→ ASSIGNMENT: Whenever a line in the records below contains "label", pick it out.

→ DATA SUPPLIED:
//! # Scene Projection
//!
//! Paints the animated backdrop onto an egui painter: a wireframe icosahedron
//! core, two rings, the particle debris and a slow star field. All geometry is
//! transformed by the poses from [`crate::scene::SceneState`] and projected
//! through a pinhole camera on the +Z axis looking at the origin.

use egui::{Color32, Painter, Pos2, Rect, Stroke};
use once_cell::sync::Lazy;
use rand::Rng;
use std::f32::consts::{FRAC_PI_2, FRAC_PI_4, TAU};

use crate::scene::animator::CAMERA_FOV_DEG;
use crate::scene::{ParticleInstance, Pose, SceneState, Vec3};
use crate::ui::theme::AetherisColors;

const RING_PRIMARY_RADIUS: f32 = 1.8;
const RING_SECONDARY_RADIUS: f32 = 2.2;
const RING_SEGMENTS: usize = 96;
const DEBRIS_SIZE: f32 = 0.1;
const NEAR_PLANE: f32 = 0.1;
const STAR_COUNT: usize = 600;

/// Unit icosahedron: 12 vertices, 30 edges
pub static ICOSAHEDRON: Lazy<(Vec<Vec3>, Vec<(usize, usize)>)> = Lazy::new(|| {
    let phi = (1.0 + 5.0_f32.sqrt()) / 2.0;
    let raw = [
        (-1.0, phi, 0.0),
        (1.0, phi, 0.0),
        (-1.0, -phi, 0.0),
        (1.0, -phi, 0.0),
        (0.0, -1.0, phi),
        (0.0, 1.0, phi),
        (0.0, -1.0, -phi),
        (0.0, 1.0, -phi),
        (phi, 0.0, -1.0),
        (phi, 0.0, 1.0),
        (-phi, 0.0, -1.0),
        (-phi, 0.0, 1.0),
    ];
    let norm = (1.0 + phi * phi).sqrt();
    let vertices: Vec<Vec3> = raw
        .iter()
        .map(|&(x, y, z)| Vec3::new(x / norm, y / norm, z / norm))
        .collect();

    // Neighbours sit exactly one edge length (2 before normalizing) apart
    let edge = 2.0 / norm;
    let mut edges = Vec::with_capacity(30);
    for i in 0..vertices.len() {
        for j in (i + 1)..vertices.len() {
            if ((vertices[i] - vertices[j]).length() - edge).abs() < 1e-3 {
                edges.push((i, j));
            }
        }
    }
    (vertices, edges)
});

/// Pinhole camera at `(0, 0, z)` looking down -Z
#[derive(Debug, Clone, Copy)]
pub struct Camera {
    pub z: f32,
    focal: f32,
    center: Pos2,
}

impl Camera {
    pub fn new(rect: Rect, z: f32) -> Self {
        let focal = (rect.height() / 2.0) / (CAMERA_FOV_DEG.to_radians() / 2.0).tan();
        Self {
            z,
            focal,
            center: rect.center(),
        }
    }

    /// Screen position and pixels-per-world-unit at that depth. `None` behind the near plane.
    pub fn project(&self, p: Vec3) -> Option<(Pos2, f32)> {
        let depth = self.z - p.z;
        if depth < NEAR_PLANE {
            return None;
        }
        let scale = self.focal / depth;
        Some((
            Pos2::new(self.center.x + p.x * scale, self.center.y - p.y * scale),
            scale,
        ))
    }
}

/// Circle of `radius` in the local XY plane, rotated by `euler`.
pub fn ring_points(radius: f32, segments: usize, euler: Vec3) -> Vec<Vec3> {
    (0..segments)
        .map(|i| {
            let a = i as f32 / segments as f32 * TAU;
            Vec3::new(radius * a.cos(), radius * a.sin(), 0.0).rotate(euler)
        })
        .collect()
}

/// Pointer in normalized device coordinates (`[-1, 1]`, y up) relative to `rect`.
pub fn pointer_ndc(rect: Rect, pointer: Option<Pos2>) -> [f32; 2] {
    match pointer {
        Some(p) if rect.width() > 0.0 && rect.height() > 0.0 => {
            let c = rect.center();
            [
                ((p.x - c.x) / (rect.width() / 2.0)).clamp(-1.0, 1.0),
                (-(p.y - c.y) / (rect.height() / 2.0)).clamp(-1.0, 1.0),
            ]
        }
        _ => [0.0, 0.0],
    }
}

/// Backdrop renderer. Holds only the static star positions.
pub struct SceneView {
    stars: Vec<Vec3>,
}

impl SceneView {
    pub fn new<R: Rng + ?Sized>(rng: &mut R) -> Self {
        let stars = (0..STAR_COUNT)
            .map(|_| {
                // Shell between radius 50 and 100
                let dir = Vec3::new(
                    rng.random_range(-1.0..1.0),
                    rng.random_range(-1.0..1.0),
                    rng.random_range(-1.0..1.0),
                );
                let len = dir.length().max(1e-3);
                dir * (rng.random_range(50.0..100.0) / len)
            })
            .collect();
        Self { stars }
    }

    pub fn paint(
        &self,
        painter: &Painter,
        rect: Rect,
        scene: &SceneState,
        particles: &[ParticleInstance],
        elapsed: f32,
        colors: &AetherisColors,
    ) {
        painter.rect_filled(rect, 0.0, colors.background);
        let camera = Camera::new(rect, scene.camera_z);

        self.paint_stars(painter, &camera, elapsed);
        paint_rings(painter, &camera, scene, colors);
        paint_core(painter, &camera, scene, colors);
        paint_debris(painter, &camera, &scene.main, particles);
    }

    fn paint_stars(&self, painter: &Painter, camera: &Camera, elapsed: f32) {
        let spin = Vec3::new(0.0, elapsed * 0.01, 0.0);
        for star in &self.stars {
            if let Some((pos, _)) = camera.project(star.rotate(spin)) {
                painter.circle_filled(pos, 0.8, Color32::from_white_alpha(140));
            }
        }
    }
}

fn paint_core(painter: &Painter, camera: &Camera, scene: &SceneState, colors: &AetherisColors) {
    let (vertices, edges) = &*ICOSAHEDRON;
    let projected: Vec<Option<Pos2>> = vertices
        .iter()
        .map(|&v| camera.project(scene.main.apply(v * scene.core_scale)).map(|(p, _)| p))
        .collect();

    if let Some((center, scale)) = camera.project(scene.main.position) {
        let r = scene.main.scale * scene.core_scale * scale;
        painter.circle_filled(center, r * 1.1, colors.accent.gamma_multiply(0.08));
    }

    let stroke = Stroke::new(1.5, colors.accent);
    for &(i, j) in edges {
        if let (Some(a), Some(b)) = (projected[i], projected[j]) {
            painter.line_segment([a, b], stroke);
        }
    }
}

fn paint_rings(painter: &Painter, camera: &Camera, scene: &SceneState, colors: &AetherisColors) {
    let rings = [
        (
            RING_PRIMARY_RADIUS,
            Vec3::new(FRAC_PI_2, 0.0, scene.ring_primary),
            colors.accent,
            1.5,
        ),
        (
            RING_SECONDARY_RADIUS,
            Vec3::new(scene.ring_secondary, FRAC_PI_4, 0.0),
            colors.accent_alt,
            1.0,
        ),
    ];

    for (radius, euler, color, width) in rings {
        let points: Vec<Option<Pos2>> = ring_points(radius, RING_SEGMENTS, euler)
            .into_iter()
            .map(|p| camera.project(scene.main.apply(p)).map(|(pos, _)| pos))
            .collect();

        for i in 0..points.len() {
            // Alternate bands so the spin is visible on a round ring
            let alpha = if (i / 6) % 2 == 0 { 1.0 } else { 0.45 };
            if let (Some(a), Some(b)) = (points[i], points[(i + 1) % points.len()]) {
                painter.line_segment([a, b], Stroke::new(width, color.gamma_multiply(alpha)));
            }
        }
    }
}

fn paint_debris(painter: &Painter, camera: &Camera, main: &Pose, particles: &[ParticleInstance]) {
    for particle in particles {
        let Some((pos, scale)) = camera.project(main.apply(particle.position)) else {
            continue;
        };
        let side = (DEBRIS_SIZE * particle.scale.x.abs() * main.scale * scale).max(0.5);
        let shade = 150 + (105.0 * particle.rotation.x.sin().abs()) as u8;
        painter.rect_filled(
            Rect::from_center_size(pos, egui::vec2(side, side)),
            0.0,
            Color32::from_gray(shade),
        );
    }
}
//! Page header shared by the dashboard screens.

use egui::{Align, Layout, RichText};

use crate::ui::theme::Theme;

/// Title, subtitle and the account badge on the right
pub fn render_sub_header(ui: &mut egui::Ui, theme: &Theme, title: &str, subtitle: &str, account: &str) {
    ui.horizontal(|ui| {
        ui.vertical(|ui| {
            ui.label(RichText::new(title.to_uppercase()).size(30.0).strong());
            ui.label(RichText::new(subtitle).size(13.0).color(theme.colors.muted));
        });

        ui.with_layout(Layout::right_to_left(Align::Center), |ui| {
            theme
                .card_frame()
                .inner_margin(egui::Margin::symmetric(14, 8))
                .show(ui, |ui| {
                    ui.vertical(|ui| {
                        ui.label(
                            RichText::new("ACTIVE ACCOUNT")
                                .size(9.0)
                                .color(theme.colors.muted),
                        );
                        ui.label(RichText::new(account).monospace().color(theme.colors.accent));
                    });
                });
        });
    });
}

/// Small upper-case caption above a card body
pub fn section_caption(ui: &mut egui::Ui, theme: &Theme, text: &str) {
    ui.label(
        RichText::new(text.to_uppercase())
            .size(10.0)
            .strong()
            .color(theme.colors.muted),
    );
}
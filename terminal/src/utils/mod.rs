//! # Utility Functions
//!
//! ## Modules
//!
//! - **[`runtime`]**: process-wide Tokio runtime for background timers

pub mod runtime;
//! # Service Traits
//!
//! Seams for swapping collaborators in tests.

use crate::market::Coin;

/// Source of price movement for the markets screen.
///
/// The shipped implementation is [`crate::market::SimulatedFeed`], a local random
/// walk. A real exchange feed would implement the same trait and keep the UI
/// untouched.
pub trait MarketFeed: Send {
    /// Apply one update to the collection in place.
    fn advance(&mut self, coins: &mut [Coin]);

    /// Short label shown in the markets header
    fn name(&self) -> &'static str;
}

→ SOLVED PROBLEM:
            ui.label(RichText::new(title.to_uppercase()).size(30.0).strong());
            ui.label(RichText::new(subtitle).size(13.0).color(theme.colors.muted));
                        ui.label(
                        ui.label(RichText::new(account).monospace().color(theme.colors.accent));
    ui.label(
    /// Short label shown in the markets header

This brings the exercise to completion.